*** Opening of Excerpted data ***

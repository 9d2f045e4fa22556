//! Static diet and activity suggestions keyed on a single vital.

use serde::{Deserialize, Serialize};

/// Blood sugar above this gets the low-glycemic diet (mg/dL).
pub const DIET_SUGAR_LIMIT: u32 = 140;
/// Heart rate below this gets the aerobic activity plan (bpm).
pub const ACTIVITY_HEART_RATE_LOW: u32 = 60;

const LOW_GLYCEMIC_DIET: &str = "Focus on low-glycemic foods: leafy greens, whole grains, and legumes. Avoid sugary snacks and drinks.";
const BALANCED_DIET: &str =
    "Maintain a balanced diet with plenty of fruits, vegetables, and whole grains.";
const AEROBIC_ACTIVITY: &str = "Engage in moderate aerobic activities like brisk walking or cycling for at least 150 minutes a week.";
const STRENGTH_ACTIVITY: &str =
    "Incorporate strength training exercises at least twice a week along with aerobic activities.";

/// Diet suggestion for a blood sugar reading.
pub fn diet_advice(blood_sugar: u32) -> &'static str {
    if blood_sugar > DIET_SUGAR_LIMIT {
        LOW_GLYCEMIC_DIET
    } else {
        BALANCED_DIET
    }
}

/// Activity suggestion for a heart rate reading.
///
/// Only a low heart rate changes the plan; high and normal rates share one.
pub fn activity_advice(heart_rate: u32) -> &'static str {
    if heart_rate < ACTIVITY_HEART_RATE_LOW {
        AEROBIC_ACTIVITY
    } else {
        STRENGTH_ACTIVITY
    }
}

/// Both suggestions for one submission.
#[derive(Debug, Clone, PartialEq, Eq, Serialize, Deserialize)]
pub struct Advice {
    pub diet: String,
    pub activity: String,
}

impl Advice {
    pub fn for_vitals(blood_sugar: u32, heart_rate: u32) -> Self {
        Self {
            diet: diet_advice(blood_sugar).to_string(),
            activity: activity_advice(heart_rate).to_string(),
        }
    }
}

#[cfg(test)]
mod tests {
    use super::*;

    #[test]
    fn test_diet_boundary() {
        assert_ne!(diet_advice(141), diet_advice(140));
        assert_eq!(diet_advice(140), BALANCED_DIET);
        assert_eq!(diet_advice(141), LOW_GLYCEMIC_DIET);
        assert_eq!(diet_advice(0), BALANCED_DIET);
    }

    #[test]
    fn test_activity_boundary() {
        assert_ne!(activity_advice(59), activity_advice(60));
        assert_eq!(activity_advice(59), AEROBIC_ACTIVITY);
        assert_eq!(activity_advice(60), STRENGTH_ACTIVITY);
    }

    #[test]
    fn test_high_heart_rate_gets_normal_plan() {
        assert_eq!(activity_advice(130), activity_advice(75));
    }

    #[test]
    fn test_advice_bundle() {
        let advice = Advice::for_vitals(150, 50);
        assert!(advice.diet.contains("low-glycemic"));
        assert!(advice.activity.contains("brisk walking"));
    }
}
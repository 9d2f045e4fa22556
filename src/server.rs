//! HTTP server for submitting and reading vitals.
//!
//! Routes:
//! - `GET  /health`
//! - `POST /records` submit vitals, returns the full outcome
//! - `GET  /records` shared history log
//! - `GET  /users/:user_id/latest`
//! - `GET  /users/:user_id/history`
//! - `GET  /users/:user_id/trend` chart spec and summary
//! - `POST /assess` evaluate vitals without storing
//! - `GET  /directory/doctors`
//!
//! The tracker sits behind a write lock for submissions, so concurrent
//! saves are applied one at a time and the history stays append-only.

use crate::directory::{Directory, Doctor};
use crate::record::{Clock, HealthRecord};
use crate::store::{FileStore, KeyValueStore, MemoryStore, StoreError};
use crate::tracker::{Assessment, HealthTracker, Submission, SubmissionOutcome, TrackerError};
use crate::trend::{ChartSeries, ChartSpec, TrendSummary};
use axum::{
    extract::{Path, State},
    http::{HeaderValue, StatusCode},
    routing::{get, post},
    Json, Router,
};
use serde::{Deserialize, Serialize};
use std::net::SocketAddr;
use std::path::PathBuf;
use std::sync::Arc;
use tokio::net::TcpListener;
use tokio::sync::RwLock;
use tower_http::cors::{Any, CorsLayer};

/// Backend type shared by request handlers.
pub type SharedBackend = Box<dyn KeyValueStore + Send + Sync>;

/// Server configuration
#[derive(Debug, Clone)]
pub struct ServerConfig {
    /// Port to bind to (0 for random)
    pub port: u16,
    /// Store file; records are kept in memory when unset
    pub store_path: Option<PathBuf>,
    /// Listings returned with assessments
    pub directory: Directory,
    /// Clock for new record timestamps
    pub clock: Clock,
}

impl ServerConfig {
    /// Create a new server configuration
    pub fn new(port: u16, store_path: Option<PathBuf>) -> Self {
        Self {
            port,
            store_path,
            directory: Directory::default(),
            clock: Clock::Local,
        }
    }
}

/// Shared server state
pub struct ServerState {
    tracker: RwLock<HealthTracker<SharedBackend>>,
}

impl ServerState {
    /// Create new server state, opening the store if one is configured
    pub fn new(config: &ServerConfig) -> Result<Self, StoreError> {
        let backend: SharedBackend = match &config.store_path {
            Some(path) => Box::new(FileStore::open(path)?),
            None => Box::new(MemoryStore::new()),
        };

        Ok(Self {
            tracker: RwLock::new(HealthTracker::new(
                backend,
                config.directory.clone(),
                config.clock.clone(),
            )),
        })
    }
}

/// Health check response
#[derive(Serialize)]
pub struct HealthResponse {
    pub status: String,
    pub version: String,
}

/// Error response
#[derive(Debug, Serialize, Deserialize)]
pub struct ErrorResponse {
    pub error: String,
    pub code: String,
}

/// Body of `POST /assess`
#[derive(Debug, Clone, Serialize, Deserialize)]
#[serde(rename_all = "camelCase")]
pub struct AssessRequest {
    pub blood_pressure: String,
    pub blood_sugar: u32,
    pub heart_rate: u32,
}

/// Response of `GET /users/:user_id/trend`
#[derive(Debug, Serialize, Deserialize)]
pub struct TrendResponse {
    pub series: ChartSeries,
    pub summary: TrendSummary,
    pub chart: ChartSpec,
}

type ApiError = (StatusCode, Json<ErrorResponse>);

fn api_error(err: TrackerError) -> ApiError {
    let (status, code) = match &err {
        TrackerError::Store(StoreError::NotFound(_)) => (StatusCode::NOT_FOUND, "NOT_FOUND"),
        e if e.is_invalid_input() => (StatusCode::BAD_REQUEST, "INVALID_RECORD"),
        _ => (StatusCode::INTERNAL_SERVER_ERROR, "STORAGE_ERROR"),
    };

    if status.is_server_error() {
        tracing::error!("Request failed: {}", err);
    }

    (
        status,
        Json(ErrorResponse {
            error: err.to_string(),
            code: code.to_string(),
        }),
    )
}

/// GET /health
async fn health() -> Json<HealthResponse> {
    Json(HealthResponse {
        status: "ok".to_string(),
        version: env!("CARGO_PKG_VERSION").to_string(),
    })
}

/// POST /records
async fn submit(
    State(state): State<Arc<ServerState>>,
    Json(submission): Json<Submission>,
) -> Result<Json<SubmissionOutcome>, ApiError> {
    let mut tracker = state.tracker.write().await;
    tracker.submit(submission).map(Json).map_err(api_error)
}

/// GET /records
async fn history(
    State(state): State<Arc<ServerState>>,
) -> Result<Json<Vec<HealthRecord>>, ApiError> {
    let tracker = state.tracker.read().await;
    tracker
        .store()
        .history()
        .map(Json)
        .map_err(|e| api_error(e.into()))
}

/// GET /users/:user_id/latest
async fn latest(
    State(state): State<Arc<ServerState>>,
    Path(user_id): Path<String>,
) -> Result<Json<HealthRecord>, ApiError> {
    let tracker = state.tracker.read().await;
    tracker
        .store()
        .latest(&user_id)
        .map(Json)
        .map_err(|e| api_error(e.into()))
}

/// GET /users/:user_id/history
async fn user_history(
    State(state): State<Arc<ServerState>>,
    Path(user_id): Path<String>,
) -> Result<Json<Vec<HealthRecord>>, ApiError> {
    let tracker = state.tracker.read().await;
    tracker
        .store()
        .history_for(&user_id)
        .map(Json)
        .map_err(|e| api_error(e.into()))
}

/// GET /users/:user_id/trend
async fn trend(
    State(state): State<Arc<ServerState>>,
    Path(user_id): Path<String>,
) -> Result<Json<TrendResponse>, ApiError> {
    let tracker = state.tracker.read().await;
    let series = tracker.trend(&user_id).map_err(api_error)?;

    Ok(Json(TrendResponse {
        summary: series.summary(),
        chart: ChartSpec::line(&series),
        series,
    }))
}

/// POST /assess
async fn assess(
    State(state): State<Arc<ServerState>>,
    Json(request): Json<AssessRequest>,
) -> Json<Assessment> {
    let tracker = state.tracker.read().await;
    Json(tracker.assess(
        &request.blood_pressure,
        request.blood_sugar,
        request.heart_rate,
    ))
}

/// GET /directory/doctors
async fn doctors(State(state): State<Arc<ServerState>>) -> Json<Vec<Doctor>> {
    let tracker = state.tracker.read().await;
    Json(tracker.directory().doctors.clone())
}

/// Build the router over `state`.
pub fn router(state: Arc<ServerState>) -> Router {
    Router::new()
        .route("/health", get(health))
        .route("/records", post(submit).get(history))
        .route("/users/:user_id/latest", get(latest))
        .route("/users/:user_id/history", get(user_history))
        .route("/users/:user_id/trend", get(trend))
        .route("/assess", post(assess))
        .route("/directory/doctors", get(doctors))
        .layer(
            CorsLayer::new()
                .allow_origin([
                    HeaderValue::from_static("http://localhost"),
                    HeaderValue::from_static("http://127.0.0.1"),
                ])
                .allow_methods(Any)
                .allow_headers(Any),
        )
        .with_state(state)
}

/// Run the HTTP server
pub async fn run(
    config: ServerConfig,
) -> anyhow::Result<(SocketAddr, tokio::sync::oneshot::Sender<()>)> {
    let state = Arc::new(ServerState::new(&config)?);
    let app = router(state);

    let addr = SocketAddr::from(([127, 0, 0, 1], config.port));
    let listener = TcpListener::bind(addr).await?;
    let actual_addr = listener.local_addr()?;

    tracing::info!("Vitals server listening on http://{}", actual_addr);

    let (shutdown_tx, shutdown_rx) = tokio::sync::oneshot::channel::<()>();

    tokio::spawn(async move {
        if let Err(e) = axum::serve(listener, app)
            .with_graceful_shutdown(async {
                let _ = shutdown_rx.await;
                tracing::info!("Server shutdown signal received");
            })
            .await
        {
            tracing::error!("Server error: {}", e);
        }
    });

    Ok((actual_addr, shutdown_tx))
}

*** Close of Excerpted data ***

### Try it
Scan the records above for the word "const". Copy each line that has it.

### Written solution
pub const DIET_SUGAR_LIMIT: u32 = 140;
pub const ACTIVITY_HEART_RATE_LOW: u32 = 60;
const LOW_GLYCEMIC_DIET: &str = "Focus on low-glycemic foods: leafy greens, whole grains, and legumes. Avoid sugary snacks and drinks.";
const BALANCED_DIET: &str =
const AEROBIC_ACTIVITY: &str = "Engage in moderate aerobic activities like brisk walking or cycling for at least 150 minutes a week.";
const STRENGTH_ACTIVITY: &str =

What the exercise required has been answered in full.